"The level of fear should be lower," Kozak said on Thursday through an interpreter. "The level of threat in Sochi is no worse than in New York, Washington or Boston. Based on information we received from our intelligence services, there's no reason to believe Sochi is under more threat than any city on the planet."
Kozak was speaking just hours after the Department of Homeland Security issued a warning to airlines that people might be concealing explosives in tubes of toothpaste on flights from the U.S. to Russia.
Prior to the Games, Russia pledged to create a "ring of steel" around the Olympic area complete with more than 40,000 security forces.
The terrorism talk has been "a little too much,” according to Kozak. "In any place, in any sporting event on the planet, it has the same nature," he said.
Following Kozak’s press conference, U.S. Olympic Committee CEO Scott Blackmun was asked about the threat.

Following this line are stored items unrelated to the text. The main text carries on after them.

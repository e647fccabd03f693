use std::sync::{Arc, OnceLock, RwLock};

use rustc_hash::FxHashMap;
use thiserror::Error;

use super::{NoopObserver, SharedObserver, StructuredLogObserver};

/// Error returned when a named observer cannot be resolved.
#[derive(Debug, Error)]
pub enum ObserverRegistryError {
    #[error("unknown observer: {0}")]
    Unknown(String),
}

/// Process-wide named registry of [`super::Observer`] instances.
///
/// Mirrors the teacher's `ReducerRegistry`: a guarded `FxHashMap` with
/// eager default registration and builder-style `with_*` registration.
/// Registration is safe for concurrent use; re-registration overwrites the
/// previous entry under the same name.
#[derive(Clone)]
pub struct ObserverRegistry {
    inner: Arc<RwLock<FxHashMap<String, SharedObserver>>>,
}

impl Default for ObserverRegistry {
    fn default() -> Self {
        let mut registry = Self::new();
        registry.register("noop", Arc::new(NoopObserver));
        registry.register("slog", Arc::new(StructuredLogObserver));
        registry
    }
}

impl ObserverRegistry {
    pub fn new() -> Self {
        Self {
            inner: Arc::new(RwLock::new(FxHashMap::default())),
        }
    }

    /// Registers (or overwrites) an observer under `name`.
    pub fn register(&mut self, name: impl Into<String>, observer: SharedObserver) -> &mut Self {
        self.inner.write().unwrap().insert(name.into(), observer);
        self
    }

    /// Builder-style registration for fluent construction.
    pub fn with_observer(mut self, name: impl Into<String>, observer: SharedObserver) -> Self {
        self.register(name, observer);
        self
    }

    /// Resolves a named observer. Fails with [`ObserverRegistryError::Unknown`]
    /// for names that were never registered (spec.md §4.3: construction
    /// fails fast on unknown registry names, never lazily at emit time).
    pub fn get(&self, name: &str) -> Result<SharedObserver, ObserverRegistryError> {
        self.inner
            .read()
            .unwrap()
            .get(name)
            .cloned()
            .ok_or_else(|| ObserverRegistryError::Unknown(name.to_string()))
    }
}

fn global() -> &'static RwLock<ObserverRegistry> {
    static GLOBAL: OnceLock<RwLock<ObserverRegistry>> = OnceLock::new();
    GLOBAL.get_or_init(|| RwLock::new(ObserverRegistry::default()))
}

/// Resolves a named observer from the process-wide registry.
pub fn get_observer(name: &str) -> Result<SharedObserver, ObserverRegistryError> {
    global().read().unwrap().get(name)
}

/// Registers an observer in the process-wide registry. Intended to run
/// during process initialization; re-registration overwrites silently.
pub fn register_observer(name: impl Into<String>, observer: SharedObserver) {
    global().write().unwrap().register(name, observer);
}

#[cfg(test)]
mod tests {
    use super::*;

    #[test]
    fn resolves_default_names() {
        let registry = ObserverRegistry::default();
        assert!(registry.get("noop").is_ok());
        assert!(registry.get("slog").is_ok());
    }

    #[test]
    fn unknown_name_errors() {
        let registry = ObserverRegistry::default();
        assert!(matches!(
            registry.get("made-up"),
            Err(ObserverRegistryError::Unknown(_))
        ));
    }

    #[test]
    fn global_registry_roundtrips() {
        register_observer("test-custom", Arc::new(NoopObserver));
        assert!(get_observer("test-custom").is_ok());
    }
}
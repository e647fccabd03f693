use thiserror::Error;

/// Errors raised during graph construction/validation. Unrecoverable for
/// that graph instance (spec.md §7, "ValidationError").
#[derive(Debug, Error)]
#[cfg_attr(feature = "diagnostics", derive(miette::Diagnostic))]
pub enum ValidationError {
    #[error("node name must not be empty")]
    EmptyNodeName,

    #[error("node '{0}' is already registered")]
    DuplicateNode(String),

    #[error("edge endpoint must not be empty")]
    EmptyEdgeEndpoint,

    #[error("edge references unknown node '{0}'")]
    UnknownEdgeNode(String),

    #[error("entry point is already set to '{0}'")]
    EntryPointAlreadySet(String),

    #[error("entry point references unknown node '{0}'")]
    UnknownEntryPoint(String),

    #[error("exit point references unknown node '{0}'")]
    UnknownExitPoint(String),

    #[error("graph has no nodes")]
    NoNodes,

    #[error("graph has no entry point")]
    NoEntryPoint,

    #[error("entry point '{0}' is not a registered node")]
    EntryPointMissing(String),

    #[error("graph has no exit points")]
    NoExitPoints,

    #[error("observer registry lookup failed: {0}")]
    Observer(#[from] crate::observer::ObserverRegistryError),

    #[error("checkpoint store registry lookup failed: {0}")]
    CheckpointStore(#[from] crate::checkpoint::CheckpointStoreRegistryError),
}
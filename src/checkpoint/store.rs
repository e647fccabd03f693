use uuid::Uuid;

use super::CheckpointError;
use crate::state::State;

/// Capability for persisting and retrieving [`State`] snapshots keyed by
/// run id. One checkpoint per run id (overwrite model). Implementations
/// MUST be safe for concurrent use (spec.md §3, "Checkpoint store").
pub trait CheckpointStore: Send + Sync {
    fn save(&self, state: &State) -> Result<(), CheckpointError>;
    fn load(&self, run_id: Uuid) -> Result<State, CheckpointError>;
    fn delete(&self, run_id: Uuid) -> Result<(), CheckpointError>;
    fn list(&self) -> Result<Vec<Uuid>, CheckpointError>;
}
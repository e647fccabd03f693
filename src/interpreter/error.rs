use thiserror::Error;

use crate::graph::ValidationError;
use crate::state::State;

/// Underlying cause of an [`ExecutionError`] (spec.md §7).
#[derive(Debug, Error)]
pub enum ExecutionCause {
    #[error("graph failed validation: {0}")]
    Validation(#[source] ValidationError),

    #[error("execution was cancelled")]
    Cancelled,

    #[error("iteration cap ({max}) exceeded")]
    IterationCap { max: u64 },

    #[error("node '{0}' is not registered")]
    MissingNode(String),

    #[error("node '{0}' failed: {1}")]
    NodeFailed(String, #[source] Box<dyn std::error::Error + Send + Sync>),

    #[error("node '{0}' has no outgoing edges and is not an exit point")]
    NoOutgoingEdges(String),

    #[error("no predicate matched an outgoing edge of '{0}'")]
    NoValidTransition(String),

    #[error("checkpoint save failed: {0}")]
    CheckpointSave(#[source] crate::checkpoint::CheckpointError),

    #[error("checkpoint load failed: {0}")]
    CheckpointLoad(#[source] crate::checkpoint::CheckpointError),

    #[error("checkpointing is not configured for this graph")]
    CheckpointNotConfigured,

    #[error("checkpoint node '{0}' is itself an exit point; execution already completed")]
    AlreadyComplete(String),
}

/// Rich failure from the graph interpreter: the failing node name, the
/// State at failure, the full visited path, and the underlying cause
/// (spec.md §3, "Execution error").
#[derive(Debug, Error)]
#[error("graph execution failed at node '{node}': {cause}")]
pub struct ExecutionError {
    pub node: String,
    pub state: State,
    pub path: Vec<String>,
    #[source]
    pub cause: ExecutionCause,
}

impl ExecutionError {
    pub fn new(node: impl Into<String>, state: State, path: Vec<String>, cause: ExecutionCause) -> Self {
        Self {
            node: node.into(),
            state,
            path,
            cause,
        }
    }
}
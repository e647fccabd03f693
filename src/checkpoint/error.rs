use thiserror::Error;
use uuid::Uuid;

/// Errors raised by a [`super::CheckpointStore`] (spec.md §7).
///
/// Save failures are fatal to the graph run that produced them; load
/// failures surface from `Resume`; delete failures on successful cleanup
/// are swallowed by the interpreter (never constructed there as fatal).
#[derive(Debug, Error)]
#[cfg_attr(feature = "diagnostics", derive(miette::Diagnostic))]
pub enum CheckpointError {
    #[error("no checkpoint found for run {run_id}")]
    #[cfg_attr(
        feature = "diagnostics",
        diagnostic(
            code(conductor::checkpoint::not_found),
            help("Verify the run id came from a run that saved at least one checkpoint.")
        )
    )]
    NotFound { run_id: Uuid },

    #[error("checkpoint backend error: {message}")]
    #[cfg_attr(feature = "diagnostics", diagnostic(code(conductor::checkpoint::backend)))]
    Backend {
        message: String,
        #[source]
        source: Option<Box<dyn std::error::Error + Send + Sync>>,
    },
}

impl CheckpointError {
    pub fn backend(message: impl Into<String>) -> Self {
        Self::Backend {
            message: message.into(),
            source: None,
        }
    }
}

"I don't want talk about specific responses to specific threats because I think it actually impairs our security plan to do that. But I will say that we were made aware of it, and I can't really say anything beyond that,” Blackman said.
"The safety and security of our athletes and whole delegation is always the primary concern. As we always do we work closely with our State Department and our State Department is in very close contact with the local authorities. We react to situations as they arise but we also have a lot of planning exercises in advance and these games are no different than any other Games in that respect."